* To report 237 mln eur loss, 14.8 pct revenue drop -poll
* Loss driven by one-off charges, France loan losses
* Several names cited for CFO -sources
* CEO Oudea in spotlight over future strategy
PARIS, Feb 13 France's No. 2 listed bank,
Societe Generale, is seen reporting a well-flagged
fourth-quarter loss on Wednesday, driven by one-off charges, and
is also expected to name a new chief financial officer.
The bank's outgoing CFO, Bertrand Badre, last month warned
analysts that a combination of rising loan losses in France,
accounting losses on the bank's own debt and a writedown on the
value of brokerage joint-venture Newedge would eat up profits.
Several names have been cited as likely frontrunners to
replace Badre, who is leaving to join the World Bank. They
include Deputy CFO Philippe Heim and the bank's head of
specialised financial services, Didier Hauguel, people close to
the matter told Reuters.
SocGen is seen reporting a quarterly net loss of 237 million
euros ($317.08 million), compared with quarterly profit of 100
million for the year-ago period, according to an average of
eight analyst forecasts.
Meanwhile, revenue is expected to fall 14.8 percent, to 5.12
billion euros, according to an average of six analyst forecasts.
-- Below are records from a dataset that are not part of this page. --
//! # Canonical Serialization: JCS Byte Production
//!
//! `CanonicalBytes` is the only construction path for bytes that get
//! wrapped into a signed ticket envelope. The inner buffer is private, so
//! any function that signs ticket content must accept `&CanonicalBytes`
//! and the only way to produce one is through [`CanonicalBytes::new`].
//!
//! Rules applied before RFC 8785 (JSON Canonicalization Scheme) output:
//!
//! 1. **Reject floats.** Ticket content carries identifiers and integer
//!    epoch seconds only.
//! 2. **Object keys** are sorted, separators are compact.
//! 3. **Timestamps** arrive pre-normalized through [`crate::Timestamp`].

use serde::Serialize;
use serde_json::Value;

use crate::error::CanonicalizationError;

/// Bytes produced exclusively by JCS canonicalization.
///
/// # Invariants
///
/// - The only constructor is `CanonicalBytes::new()`.
/// - No float values.
/// - Sorted keys, compact separators.
#[derive(Debug, Clone, PartialEq, Eq, Hash)]
pub struct CanonicalBytes(Vec<u8>);

impl CanonicalBytes {
    /// Construct canonical bytes from any serializable value.
    ///
    /// # Errors
    ///
    /// Returns `CanonicalizationError::FloatRejected` if the value contains
    /// float numbers, `SerializationFailed` if JCS output fails.
    pub fn new(obj: &impl Serialize) -> Result<Self, CanonicalizationError> {
        let value = serde_json::to_value(obj)?;
        let checked = reject_floats(value)?;
        let s = serde_jcs::to_string(&checked)?;
        Ok(Self(s.into_bytes()))
    }

    /// Access the canonical bytes.
    pub fn as_bytes(&self) -> &[u8] {
        &self.0
    }

    /// Returns the length of the canonical byte sequence.
    pub fn len(&self) -> usize {
        self.0.len()
    }

    /// Returns true if the canonical byte sequence is empty.
    pub fn is_empty(&self) -> bool {
        self.0.is_empty()
    }

    /// Consume into the owned buffer.
    pub fn into_vec(self) -> Vec<u8> {
        self.0
    }
}

impl AsRef<[u8]> for CanonicalBytes {
    fn as_ref(&self) -> &[u8] {
        &self.0
    }
}

fn reject_floats(value: Value) -> Result<Value, CanonicalizationError> {
    match value {
        Value::Null | Value::Bool(_) | Value::String(_) => Ok(value),
        Value::Number(ref n) => {
            if n.is_f64() {
                if let Some(f) = n.as_f64() {
                    return Err(CanonicalizationError::FloatRejected(f));
                }
            }
            Ok(value)
        }
        Value::Object(map) => {
            let mut checked = serde_json::Map::new();
            for (k, v) in map {
                checked.insert(k, reject_floats(v)?);
            }
            Ok(Value::Object(checked))
        }
        Value::Array(arr) => {
            let checked: Result<Vec<_>, _> = arr.into_iter().map(reject_floats).collect();
            Ok(Value::Array(checked?))
        }
    }
}
//! # Request Decoder
//!
//! Turns an activation request property list (XML or binary) into a flat
//! attribute map.
//!
//! Two request shapes are accepted:
//!
//! - a dictionary of identifiers, possibly grouped into nested
//!   dictionaries, which are flattened;
//! - a dictionary carrying the identifiers inside a `<data>` blob that is
//!   itself a property-list dictionary (raw, or as base64 text). The blob
//!   is expanded once; blobs inside the expanded document stay as bytes.
//!
//! Within a dictionary, scalar entries are taken before nested dictionaries
//! and blobs are descended, in document order. The first occurrence of a
//! key wins.

use std::collections::BTreeMap;
use std::io::Cursor;
use std::time::SystemTime;

use actrec_core::{ActivationError, AttrValue, DeviceAttributes, FallbackTable, Timestamp};
use base64::engine::general_purpose::STANDARD;
use base64::Engine;
use chrono::{DateTime, Utc};
use plist::{Dictionary, Value};

/// Deepest dictionary nesting the decoder follows.
pub const MAX_DEPTH: usize = 8;

/// Decode request bytes into a flat attribute map.
pub fn decode_request(bytes: &[u8]) -> Result<BTreeMap<String, AttrValue>, ActivationError> {
    let root = parse_dictionary(bytes)
        .map_err(|e| ActivationError::Decode(format!("request is not a property list: {e}")))?
        .ok_or_else(|| ActivationError::Decode("request root is not a dictionary".into()))?;

    let mut fields = BTreeMap::new();
    flatten(&root, 0, true, &mut fields)?;
    tracing::debug!(fields = fields.len(), "request decoded");
    Ok(fields)
}

/// Decode request bytes and resolve them against the fallback table.
pub fn decode_attributes(
    bytes: &[u8],
    fallback: &FallbackTable,
) -> Result<DeviceAttributes, ActivationError> {
    let attrs = DeviceAttributes::resolve(decode_request(bytes)?, fallback)?;
    for (key, value) in attrs.iter() {
        tracing::trace!(key, kind = value.kind(), "request attribute");
    }
    Ok(attrs)
}

/// `Ok(None)` when the bytes are a property list whose root is not a
/// dictionary.
fn parse_dictionary(bytes: &[u8]) -> Result<Option<Dictionary>, plist::Error> {
    Ok(Value::from_reader(Cursor::new(bytes))?.into_dictionary())
}

fn flatten(
    dict: &Dictionary,
    depth: usize,
    expand_blobs: bool,
    out: &mut BTreeMap<String, AttrValue>,
) -> Result<(), ActivationError> {
    if depth >= MAX_DEPTH {
        return Err(ActivationError::Decode(format!(
            "dictionary nesting deeper than {MAX_DEPTH}"
        )));
    }

    let mut nested: Vec<(Dictionary, bool)> = Vec::new();
    for (key, value) in dict.iter() {
        match value {
            Value::Dictionary(inner) => nested.push((inner.clone(), expand_blobs)),
            Value::Data(blob) if expand_blobs => match embedded_document(blob) {
                Some(inner) => {
                    tracing::debug!(key = key.as_str(), "expanding embedded request document");
                    nested.push((inner, false));
                }
                None => insert_first(out, key, AttrValue::Bytes(blob.clone())),
            },
            leaf => insert_first(out, key, leaf_value(leaf)),
        }
    }

    for (inner, expand) in nested {
        flatten(&inner, depth + 1, expand, out)?;
    }
    Ok(())
}

fn insert_first(out: &mut BTreeMap<String, AttrValue>, key: &str, value: AttrValue) {
    out.entry(key.to_string()).or_insert(value);
}

/// A blob holding a property-list dictionary, raw or base64-encoded.
fn embedded_document(blob: &[u8]) -> Option<Dictionary> {
    if let Ok(Some(dict)) = parse_dictionary(blob) {
        return Some(dict);
    }
    let text: Vec<u8> = blob
        .iter()
        .copied()
        .filter(|b| !b.is_ascii_whitespace())
        .collect();
    let decoded = STANDARD.decode(text).ok()?;
    parse_dictionary(&decoded).ok().flatten()
}

fn leaf_value(value: &Value) -> AttrValue {
    match value {
        Value::String(s) => AttrValue::String(s.clone()),
        Value::Boolean(b) => AttrValue::Boolean(*b),
        Value::Integer(n) => match n.as_signed() {
            Some(n) => AttrValue::Integer(n),
            None => AttrValue::Opaque("integer".into()),
        },
        Value::Data(blob) => AttrValue::Bytes(blob.clone()),
        Value::Date(date) => {
            let at: DateTime<Utc> = SystemTime::from(*date).into();
            AttrValue::Date(Timestamp::from_utc(at))
        }
        Value::Dictionary(_) => AttrValue::Opaque("dictionary".into()),
        Value::Array(_) => AttrValue::Opaque("array".into()),
        Value::Real(_) => AttrValue::Opaque("real".into()),
        Value::Uid(_) => AttrValue::Opaque("uid".into()),
        _ => AttrValue::Opaque("unknown".into()),
    }
}

#[cfg(test)]
mod tests {
    use super::*;
    use actrec_core::keys;

    fn xml(dict: Dictionary) -> Vec<u8> {
        let mut buf = Vec::new();
        Value::Dictionary(dict).to_writer_xml(&mut buf).unwrap();
        buf
    }

    fn identity() -> Dictionary {
        let mut d = Dictionary::new();
        d.insert(keys::SERIAL_NUMBER.into(), Value::String("C00000000000".into()));
        d.insert(keys::PRODUCT_TYPE.into(), Value::String("iPhone0,0".into()));
        d.insert(keys::UNIQUE_DEVICE_ID.into(), Value::String("0".repeat(40)));
        d
    }

    #[test]
    fn flat_dictionary() {
        let fields = decode_request(&xml(identity())).unwrap();
        assert_eq!(
            fields.get(keys::SERIAL_NUMBER),
            Some(&AttrValue::String("C00000000000".into()))
        );
        assert_eq!(fields.len(), 3);
    }

    #[test]
    fn binary_plist_is_accepted() {
        let mut buf = Vec::new();
        Value::Dictionary(identity()).to_writer_binary(&mut buf).unwrap();
        let fields = decode_request(&buf).unwrap();
        assert_eq!(
            fields.get(keys::PRODUCT_TYPE),
            Some(&AttrValue::String("iPhone0,0".into()))
        );
    }

    #[test]
    fn nested_dictionaries_are_flattened() {
        let mut outer = Dictionary::new();
        outer.insert("DeviceID".into(), Value::Dictionary(identity()));
        let fields = decode_request(&xml(outer)).unwrap();
        assert_eq!(
            fields.get(keys::UNIQUE_DEVICE_ID),
            Some(&AttrValue::String("0".repeat(40)))
        );
    }

    #[test]
    fn outer_scalar_beats_nested_duplicate() {
        let mut outer = Dictionary::new();
        outer.insert("Nested".into(), Value::Dictionary(identity()));
        outer.insert(keys::SERIAL_NUMBER.into(), Value::String("OUTER".into()));
        let fields = decode_request(&xml(outer)).unwrap();
        assert_eq!(
            fields.get(keys::SERIAL_NUMBER),
            Some(&AttrValue::String("OUTER".into()))
        );
    }

    #[test]
    fn embedded_blob_is_expanded_once() {
        let mut inner = identity();
        let mut deeper = Dictionary::new();
        deeper.insert("Hidden".into(), Value::String("x".into()));
        inner.insert("Blob".into(), Value::Data(xml(deeper)));

        let mut outer = Dictionary::new();
        outer.insert("ActivationInfoXML".into(), Value::Data(xml(inner)));
        outer.insert("ActivationInfoComplete".into(), Value::Boolean(true));

        let fields = decode_request(&xml(outer)).unwrap();
        assert_eq!(
            fields.get(keys::SERIAL_NUMBER),
            Some(&AttrValue::String("C00000000000".into()))
        );
        assert!(matches!(fields.get("Blob"), Some(AttrValue::Bytes(_))));
        assert!(!fields.contains_key("Hidden"));
        assert!(!fields.contains_key("ActivationInfoXML"));
        assert_eq!(
            fields.get("ActivationInfoComplete"),
            Some(&AttrValue::Boolean(true))
        );
    }

    #[test]
    fn base64_text_blob_is_expanded() {
        let encoded = STANDARD.encode(xml(identity()));
        let mut outer = Dictionary::new();
        outer.insert("ActivationInfoXML".into(), Value::Data(encoded.into_bytes()));
        let fields = decode_request(&xml(outer)).unwrap();
        assert_eq!(
            fields.get(keys::PRODUCT_TYPE),
            Some(&AttrValue::String("iPhone0,0".into()))
        );
    }

    #[test]
    fn plain_blob_stays_bytes() {
        let mut d = identity();
        d.insert("Nonce".into(), Value::Data(vec![0xde, 0xad]));
        let fields = decode_request(&xml(d)).unwrap();
        assert_eq!(fields.get("Nonce"), Some(&AttrValue::Bytes(vec![0xde, 0xad])));
    }

    #[test]
    fn unsupported_kinds_are_opaque() {
        let mut d = identity();
        d.insert("List".into(), Value::Array(vec![Value::Integer(1i64.into())]));
        d.insert("Ratio".into(), Value::Real(0.5));
        d.insert("Count".into(), Value::Integer(7i64.into()));
        let fields = decode_request(&xml(d)).unwrap();
        assert_eq!(fields.get("List"), Some(&AttrValue::Opaque("array".into())));
        assert_eq!(fields.get("Ratio"), Some(&AttrValue::Opaque("real".into())));
        assert_eq!(fields.get("Count"), Some(&AttrValue::Integer(7)));
    }

    #[test]
    fn array_root_is_decode_error() {
        let mut buf = Vec::new();
        Value::Array(vec![]).to_writer_xml(&mut buf).unwrap();
        assert!(matches!(
            decode_request(&buf),
            Err(ActivationError::Decode(_))
        ));
    }

    #[test]
    fn garbage_is_decode_error() {
        assert!(matches!(
            decode_request(b"definitely not a plist"),
            Err(ActivationError::Decode(_))
        ));
    }

    #[test]
    fn excessive_nesting_is_decode_error() {
        let mut d = identity();
        for i in 0..MAX_DEPTH {
            let mut outer = Dictionary::new();
            outer.insert(format!("Level{i}"), Value::Dictionary(d));
            d = outer;
        }
        assert!(matches!(
            decode_request(&xml(d)),
            Err(ActivationError::Decode(_))
        ));
    }

    #[test]
    fn array_identifier_decodes_as_blank_opaque() {
        let mut d = identity();
        d.insert(
            keys::IMEI.into(),
            Value::Array(vec![Value::String("356938035643809".into())]),
        );
        let attrs = decode_attributes(&xml(d), &FallbackTable::default()).unwrap();
        let kinds: Vec<(&str, &str)> = attrs.iter().map(|(k, v)| (k, v.kind())).collect();
        assert!(kinds.contains(&(keys::IMEI, "opaque")));
        assert!(kinds.contains(&(keys::SERIAL_NUMBER, "string")));
        assert_eq!(attrs.blank().collect::<Vec<_>>(), vec![keys::IMEI]);
        assert_eq!(attrs.text(keys::IMEI), "");
    }

    #[test]
    fn missing_udid_is_reported_by_name() {
        let mut d = identity();
        d.remove(keys::UNIQUE_DEVICE_ID);
        let err = decode_attributes(&xml(d), &FallbackTable::default()).unwrap_err();
        assert!(matches!(
            err,
            ActivationError::MissingIdentifier {
                field: keys::UNIQUE_DEVICE_ID
            }
        ));
    }

    mod proptests {
        use super::*;
        use proptest::prelude::*;

        proptest! {
            #[test]
            fn string_fields_survive_decoding(
                entries in proptest::collection::btree_map("[A-Za-z]{1,12}", "[A-Za-z0-9,.:/-]{0,24}", 0..12)
            ) {
                let mut d = Dictionary::new();
                for (k, v) in &entries {
                    d.insert(k.clone(), Value::String(v.clone()));
                }
                let fields = decode_request(&xml(d)).unwrap();
                prop_assert_eq!(fields.len(), entries.len());
                for (k, v) in &entries {
                    prop_assert_eq!(fields.get(k), Some(&AttrValue::String(v.clone())));
                }
            }
        }
    }
}
//! PEM certificate bundles (`UniqueDeviceCertificate`), leaf first.

use der::pem::LineEnding;
use der::EncodePem;
use x509_cert::Certificate;

use crate::error::CryptoError;

/// Concatenate certificates as LF-terminated PEM blocks.
pub fn encode_pem_bundle<'a>(
    certificates: impl IntoIterator<Item = &'a Certificate>,
) -> Result<String, CryptoError> {
    let mut bundle = String::new();
    for cert in certificates {
        bundle.push_str(&cert.to_pem(LineEnding::LF)?);
    }
    Ok(bundle)
}

/// Parse every certificate in a PEM bundle, preserving order.
pub fn parse_pem_bundle(pem: &[u8]) -> Result<Vec<Certificate>, CryptoError> {
    Ok(Certificate::load_pem_chain(pem)?)
}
This would put SocGen's overall profits for 2012 at around 1
billion euros, a far cry from the 6 billion promised by Chief
Executive Frederic Oudea in 2010. This target was shelved in
2011 as financial markets were gripped by panic over the euro.
SocGen has spent the past year on a drive to boost capital
by cutting jobs and selling assets, but Oudea has yet to give a
clear outline of long-term strategy as tougher regulations and
recession in the euro-zone dampen industry fortunes.
With rivals like UBS and Royal Bank of Scotland
quitting key business lines in a bid to cut costs and
revamp strategy, SocGen and larger domestic rival BNP Paribas
will likely have to follow suit eventually, several
analysts said, citing areas like commodities and debt trading.